Paula often feels obliged to speak up on behalf of her brother, who is good-natured to a fault and never complains. On the one occasion Brian was bullied at work – a co-worker at the power station punched him in the stomach – somebody else registered the complaint with the Foyle Trust.

“The guy told me ‘don’t touch the radio unless it belongs to you’,” says Brian, attempting to rationalise the attack.

Paula was angry when she heard. “No-one in the family knew about it, Brian hadn’t told them,” she recalls. “The offender was spoken to, though he wasn’t sacked. I think it would have been very different if Brian hadn’t had a learning disability.”   


Paula enjoyed an active social life through college, before marrying Paul – whom she had first met many years previously when he attended a dance at her all-girls secondary school as an “approved” escort.

“The nuns would bring in ‘vetted’ boys to dance with us, but Paul got in by accident,” she quips. “I then met him years later at a housewarming party and we hit it off.”

It didn’t take Paul long to prove himself to Paula’s parents. On the first night he arrived to meet them, he was taken with the rest of the family to the back shed, where he got to spend the next three hours bagging potatoes.

Paula had to overcome some concerns her future in-laws had about her disability. It wasn’t an easy process, but she got there. She and Paul now have a number of long-term foster children.

Brian’s social life, meanwhile, developed significantly after he joined Destined. “It really took him out of himself,” says Paula. “It’s been huge. Prior to Destined, his social life consisted largely of his family – and his music.”

Brian agrees. “Destined gets me out a lot. I go there a few of times a week – more even. I have the Irish class on a Monday, and would usually call in on a Tuesday and Wednesday – and we would sometimes go to the pictures on Friday night with Dermot or Catherine. Then there’s meetings here on Thursday. I’ve also done the Access to Citizenship programme recently, which was very interesting. And we’d go to Derry City matches now and again with Terry McDevitt [Destined leader].”

Brian has taken part in several courses through Destined, his favourite being reflexology with Alexis. “It really helps you to relax,” he comments. “It’s very calming.” He also unwinds by listening to Irish music – everything from Paddy Reilly to the Pogues, and he has got a ticket to the Horslips reunion concert.

As yet he has no girlfriend or partner. “I’m happy to be single,” he says, “but I wouldn’t rule out meeting a girl in the future.”


Paula believes the situation for people with learning disabilities has improved significantly since she and Brian were children, but she’s concerned that there are still major gaps in the system.

“It’s so much better now,” she says, “but I still don’t think it’s right at those crucial times – school entry level, age 18 and when parents die.

“The positives are that we’re no longer putting people in institutions – and people go through the mainstream school system.
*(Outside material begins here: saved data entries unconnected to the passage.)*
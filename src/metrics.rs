//! Prometheus-compatible allocator metrics
//!
//! Counters and gauges for request/release traffic, rendered as Prometheus
//! text or JSON. Hosts decide how to expose them.

use parking_lot::RwLock;
use std::collections::VecDeque;
use std::sync::atomic::{AtomicU64, Ordering};
use std::time::{Duration, Instant};

/// Samples kept for request latency percentiles
const LATENCY_HISTORY: usize = 1000;

/// How a request was resolved
#[derive(Debug, Clone, Copy, PartialEq, Eq)]
pub enum PickKind {
    /// Neighbour best aligned with the preference vector
    Neighbor,
    /// Zero preference, request cell kept
    CurrentCell,
    /// Global least-congested fallback
    Far,
}

/// Metrics registry for one location system
#[derive(Debug)]
pub struct LocationMetrics {
    // Traffic
    pub requests: AtomicU64,
    pub releases: AtomicU64,
    pub empty_results: AtomicU64,
    pub congestion_clamps: AtomicU64,
    pub zone_recalculations: AtomicU64,

    // Per-decision counters (metrics_extended)
    pub neighbor_picks: AtomicU64,
    pub current_cell_picks: AtomicU64,
    pub far_picks: AtomicU64,

    // Gauges
    pub active_assignments: AtomicU64,
    pub valid_cells: AtomicU64,
    pub locations: AtomicU64,

    // Request timing (microseconds)
    pub request_time_us: AtomicU64,
    pub request_time_p95_us: AtomicU64,
    pub request_time_max_us: AtomicU64,
    pub zone_calculation_us: AtomicU64,

    start_time: Instant,
    request_history: RwLock<VecDeque<u64>>,
}

impl LocationMetrics {
    pub fn new() -> Self {
        Self {
            requests: AtomicU64::new(0),
            releases: AtomicU64::new(0),
            empty_results: AtomicU64::new(0),
            congestion_clamps: AtomicU64::new(0),
            zone_recalculations: AtomicU64::new(0),
            neighbor_picks: AtomicU64::new(0),
            current_cell_picks: AtomicU64::new(0),
            far_picks: AtomicU64::new(0),
            active_assignments: AtomicU64::new(0),
            valid_cells: AtomicU64::new(0),
            locations: AtomicU64::new(0),
            request_time_us: AtomicU64::new(0),
            request_time_p95_us: AtomicU64::new(0),
            request_time_max_us: AtomicU64::new(0),
            zone_calculation_us: AtomicU64::new(0),
            start_time: Instant::now(),
            request_history: RwLock::new(VecDeque::with_capacity(LATENCY_HISTORY)),
        }
    }

    #[inline]
    pub fn record_pick(&self, kind: PickKind) {
        #[cfg(feature = "metrics_extended")]
        {
            let counter = match kind {
                PickKind::Neighbor => &self.neighbor_picks,
                PickKind::CurrentCell => &self.current_cell_picks,
                PickKind::Far => &self.far_picks,
            };
            counter.fetch_add(1, Ordering::Relaxed);
        }
        #[cfg(not(feature = "metrics_extended"))]
        let _ = kind;
    }

    /// Record a request duration and update percentiles
    pub fn record_request_time(&self, duration: Duration) {
        let us = duration.as_micros() as u64;
        self.request_time_us.store(us, Ordering::Relaxed);

        let mut history = self.request_history.write();
        history.push_back(us);
        while history.len() > LATENCY_HISTORY {
            history.pop_front();
        }

        if history.len() >= 10 {
            let mut sorted: Vec<u64> = history.iter().copied().collect();
            sorted.sort_unstable();

            let p95_idx = (sorted.len() as f32 * 0.95) as usize;
            self.request_time_p95_us
                .store(sorted[p95_idx.min(sorted.len() - 1)], Ordering::Relaxed);
            self.request_time_max_us
                .store(sorted.last().copied().unwrap_or(0), Ordering::Relaxed);
        }
    }

    pub fn record_zone_calculation(&self, duration: Duration) {
        self.zone_recalculations.fetch_add(1, Ordering::Relaxed);
        self.zone_calculation_us
            .store(duration.as_micros() as u64, Ordering::Relaxed);
    }

    pub fn uptime_seconds(&self) -> u64 {
        self.start_time.elapsed().as_secs()
    }

    /// Generate Prometheus-format metrics output
    pub fn to_prometheus(&self) -> String {
        let mut output = String::with_capacity(2048);

        macro_rules! metric {
            ($name:expr, $help:expr, $type:expr, $value:expr) => {
                output.push_str(&format!(
                    "# HELP {} {}\n# TYPE {} {}\n{} {}\n",
                    $name, $help, $name, $type, $name, $value
                ));
            };
        }

        metric!("location_allocator_requests_total", "Location requests", "counter",
            self.requests.load(Ordering::Relaxed));
        metric!("location_allocator_releases_total", "Location releases", "counter",
            self.releases.load(Ordering::Relaxed));
        metric!("location_allocator_empty_results_total", "Requests with no valid cell", "counter",
            self.empty_results.load(Ordering::Relaxed));
        metric!("location_allocator_congestion_clamps_total", "Releases that hit zero congestion", "counter",
            self.congestion_clamps.load(Ordering::Relaxed));
        metric!("location_allocator_zone_recalculations_total", "Zone field recalculations", "counter",
            self.zone_recalculations.load(Ordering::Relaxed));

        metric!("location_allocator_neighbor_picks_total", "Requests resolved to a neighbour cell", "counter",
            self.neighbor_picks.load(Ordering::Relaxed));
        metric!("location_allocator_current_cell_picks_total", "Requests resolved to the request cell", "counter",
            self.current_cell_picks.load(Ordering::Relaxed));
        metric!("location_allocator_far_picks_total", "Requests resolved by the global fallback", "counter",
            self.far_picks.load(Ordering::Relaxed));

        metric!("location_allocator_active_assignments", "Entities holding a location", "gauge",
            self.active_assignments.load(Ordering::Relaxed));
        metric!("location_allocator_valid_cells", "Cells with at least one location", "gauge",
            self.valid_cells.load(Ordering::Relaxed));
        metric!("location_allocator_locations", "Locations in the grid", "gauge",
            self.locations.load(Ordering::Relaxed));

        metric!("location_allocator_request_time_microseconds", "Last request time", "gauge",
            self.request_time_us.load(Ordering::Relaxed));
        metric!("location_allocator_request_time_p95_microseconds", "95th percentile request time", "gauge",
            self.request_time_p95_us.load(Ordering::Relaxed));
        metric!("location_allocator_request_time_max_microseconds", "Maximum request time", "gauge",
            self.request_time_max_us.load(Ordering::Relaxed));
        metric!("location_allocator_zone_calculation_microseconds", "Last zone calculation time", "gauge",
            self.zone_calculation_us.load(Ordering::Relaxed));
        metric!("location_allocator_uptime_seconds", "Seconds since the system was built", "counter",
            self.uptime_seconds());

        output
    }

    /// Generate JSON format metrics
    pub fn to_json(&self) -> String {
        format!(r#"{{
  "traffic": {{
    "requests": {},
    "releases": {},
    "empty_results": {},
    "congestion_clamps": {},
    "zone_recalculations": {}
  }},
  "picks": {{
    "neighbor": {},
    "current_cell": {},
    "far": {}
  }},
  "grid": {{
    "active_assignments": {},
    "valid_cells": {},
    "locations": {}
  }},
  "timing": {{
    "request_time_us": {},
    "request_time_p95_us": {},
    "request_time_max_us": {},
    "zone_calculation_us": {},
    "uptime_seconds": {}
  }}
}}"#,
            self.requests.load(Ordering::Relaxed),
            self.releases.load(Ordering::Relaxed),
            self.empty_results.load(Ordering::Relaxed),
            self.congestion_clamps.load(Ordering::Relaxed),
            self.zone_recalculations.load(Ordering::Relaxed),
            self.neighbor_picks.load(Ordering::Relaxed),
            self.current_cell_picks.load(Ordering::Relaxed),
            self.far_picks.load(Ordering::Relaxed),
            self.active_assignments.load(Ordering::Relaxed),
            self.valid_cells.load(Ordering::Relaxed),
            self.locations.load(Ordering::Relaxed),
            self.request_time_us.load(Ordering::Relaxed),
            self.request_time_p95_us.load(Ordering::Relaxed),
            self.request_time_max_us.load(Ordering::Relaxed),
            self.zone_calculation_us.load(Ordering::Relaxed),
            self.uptime_seconds(),
        )
    }
}

impl Default for LocationMetrics {
    fn default() -> Self {
        Self::new()
    }
}

#[cfg(test)]
mod tests {
    use super::*;

    #[test]
    fn test_metrics_new() {
        let metrics = LocationMetrics::new();
        assert_eq!(metrics.requests.load(Ordering::Relaxed), 0);
        assert_eq!(metrics.active_assignments.load(Ordering::Relaxed), 0);
    }

    #[test]
    fn test_record_request_time() {
        let metrics = LocationMetrics::new();
        for i in 0..100 {
            metrics.record_request_time(Duration::from_micros(10 + i));
        }
        assert_eq!(metrics.request_time_max_us.load(Ordering::Relaxed), 109);
        let p95 = metrics.request_time_p95_us.load(Ordering::Relaxed);
        assert!((100..=109).contains(&p95));
    }

    #[cfg(feature = "metrics_extended")]
    #[test]
    fn test_record_pick() {
        let metrics = LocationMetrics::new();
        metrics.record_pick(PickKind::Neighbor);
        metrics.record_pick(PickKind::Neighbor);
        metrics.record_pick(PickKind::Far);
        assert_eq!(metrics.neighbor_picks.load(Ordering::Relaxed), 2);
        assert_eq!(metrics.current_cell_picks.load(Ordering::Relaxed), 0);
        assert_eq!(metrics.far_picks.load(Ordering::Relaxed), 1);
    }

    #[test]
    fn test_prometheus_format() {
        let metrics = LocationMetrics::new();
        metrics.requests.store(50, Ordering::Relaxed);
        metrics.valid_cells.store(12, Ordering::Relaxed);

        let output = metrics.to_prometheus();
        assert!(output.contains("location_allocator_requests_total 50"));
        assert!(output.contains("location_allocator_valid_cells 12"));
        assert!(output.contains("# TYPE location_allocator_releases_total counter"));
    }

    #[test]
    fn test_json_format() {
        let metrics = LocationMetrics::new();
        metrics.releases.store(7, Ordering::Relaxed);

        let output = metrics.to_json();
        assert!(output.contains("\"releases\": 7"));
        let parsed: serde_json::Value = serde_json::from_str(&output).unwrap();
        assert_eq!(parsed["traffic"]["releases"], 7);
    }
}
Education is so much better. For example, if you’ve a disability you’re guaranteed a third level place in the South.

“Things start to fall apart after school or college. You still can’t get a job – Brian has been exploited regularly, never receiving a proper salary, despite his skills. The services aren’t joined up and are underfunded. And because of this, young people are left stuck at home.

“In the Republic, the Programme for Lifelong Learning, which would help people after 18, has stalled because of cutbacks. And there are blockages throughout the rehabilitation system – people can’t be released from acute hospitals because there’s no space for them in a rehab hospital, and people can’t be released from rehab hospitals as the HSE can fund their care packages in the community.”